Parmi les plantes exotiques envahissantes de métropole, certaines, comme le Robinier faux-acacia et le Buddleia (Buddleja davidii) ont régressé entre 2010 et 2020. Les efforts de gestion d’autres espèces restent toutefois nécessaires sur d’autres espèces comme les Solidages et l’Élodée dont la dispersion se poursuit (voir le graphique en ligne). Selon les référents interrogés, la Renouée semble avoir été régulée durant ces dix dernières années.

 

En outre-mer

Pour les EEE de la faune ultramarine (Fig. 6), les rongeurs sont les plus fréquemment cités par les référents, avec le Rat noir (14 sites sur 25), le Rat surmulot (9 sites), la Souris grise (9 sites) et le Rat du Pacifique (8 sites).

Fig. 6 : Nombre de sites ultramarins abritant les 10 espèces animales exotiques envahissantes les plus fréquentes en 2020 et catégorisation de leur répartition à l’échelle des sites évalués. (Graphique issu du Portail environnemental)

 

Le Bringellier marron (Solanum mauritianum), le Faux mimosa (Leucaena leucocephala), la Jacinthe d’eau (Eichhornia crassipes) et le Tulipier du Gapon (Spathodea campanulata) sont les espèces végétales les plus mentionnées pour l’outre-mer (Fig. 7).

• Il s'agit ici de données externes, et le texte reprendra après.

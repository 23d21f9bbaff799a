// 📄 Pagination - page size, offsets, page-link sequence

use serde::Serialize;

/// Rows shown per list page, for every list in the dashboard
pub const ITEMS_PER_PAGE: i64 = 6;

/// Requested page numbers below 1 are treated as page 1
pub fn clamp_page(page: i64) -> i64 {
    page.max(1)
}

/// Row offset for a 1-based page number
pub fn offset(page: i64) -> i64 {
    (clamp_page(page) - 1) * ITEMS_PER_PAGE
}

/// `ceil(count / ITEMS_PER_PAGE)`; zero rows means zero pages
pub fn total_pages(count: i64) -> i64 {
    if count <= 0 {
        0
    } else {
        (count + ITEMS_PER_PAGE - 1) / ITEMS_PER_PAGE
    }
}

#[derive(Debug, Clone, Copy, PartialEq, Eq, Serialize)]
pub enum PageItem {
    Page(i64),
    Ellipsis,
}

/// Page links to show for `current` out of `total` pages.
///
/// Small lists show every page. Longer lists keep the first and last pages
/// visible and collapse the rest around the current page.
pub fn generate_pagination(current: i64, total: i64) -> Vec<PageItem> {
    use PageItem::{Ellipsis, Page};

    if total <= 0 {
        return Vec::new();
    }

    if total <= 7 {
        return (1..=total).map(Page).collect();
    }

    let current = current.clamp(1, total);

    if current <= 3 {
        return vec![Page(1), Page(2), Page(3), Ellipsis, Page(total - 1), Page(total)];
    }

    if current >= total - 2 {
        return vec![
            Page(1),
            Page(2),
            Ellipsis,
            Page(total - 2),
            Page(total - 1),
            Page(total),
        ];
    }

    vec![
        Page(1),
        Ellipsis,
        Page(current - 1),
        Page(current),
        Page(current + 1),
        Ellipsis,
        Page(total),
    ]
}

Fig. 7 : Nombre de sites ultramarins abritant les 10 espèces végétales exotiques envahissantes les plus fréquentes en 2020 et quantification relative de leur extension parmi ces sites. (Graphique issu du Portail environnementall)

 

Une partie de l’analyse évalue également la présence d’espèces indigènes à fort développement comme une pression exercée sur les sites humides. Selon cette approche, 57 % des sites ont été confrontés entre 2010 et 2020 à au moins une espèce indigène à fort développement. Les sites de métropole sont les plus touchés, avec 63 % de constats positifs sur ce point et seulement 17 % pour les sites ultramarins (3 réponses positives pour les 18 sites). Le Sanglier est l’espèce la plus présente sur les sites métropolitains. L’article indique que plus le nombre d’espèces animales et végétales exotiques envahissantes et indigènes à fort développement est élevé sur un territoire, plus l’état des espèces communes et à forts enjeux tend à se dégrader. Ainsi, la présence de ces espèces constituerait bien une menace pour la préservation du bon état de conservation des sites humides emblématiques.

La dernière partie du rapport concerne la mise en place d’interventions de gestion sur les EEE et les espèces indigènes à fort développement. Ces interventions font généralement suite à l’observation de compétition entre ces espèces dites problématiques et les autres espèces présentes sur le site. La perturbation directe des écosystèmes et la fermeture du milieu ont constitué les deuxième et troisième causes d’intervention (respectivement 50 % et 45 % des sites). La gestion des espèces animales et végétales problématiques sur les sites humides emblématiques au cours de ces dix dernières années a comporté trois principales modalités : « l’arrachage, le fauchage et le brûlage » (67 % des cas), « le piégeage et le tir de régulation » (59 % des cas) ou encore « la battue et la chasse administratives » (45 % des cas).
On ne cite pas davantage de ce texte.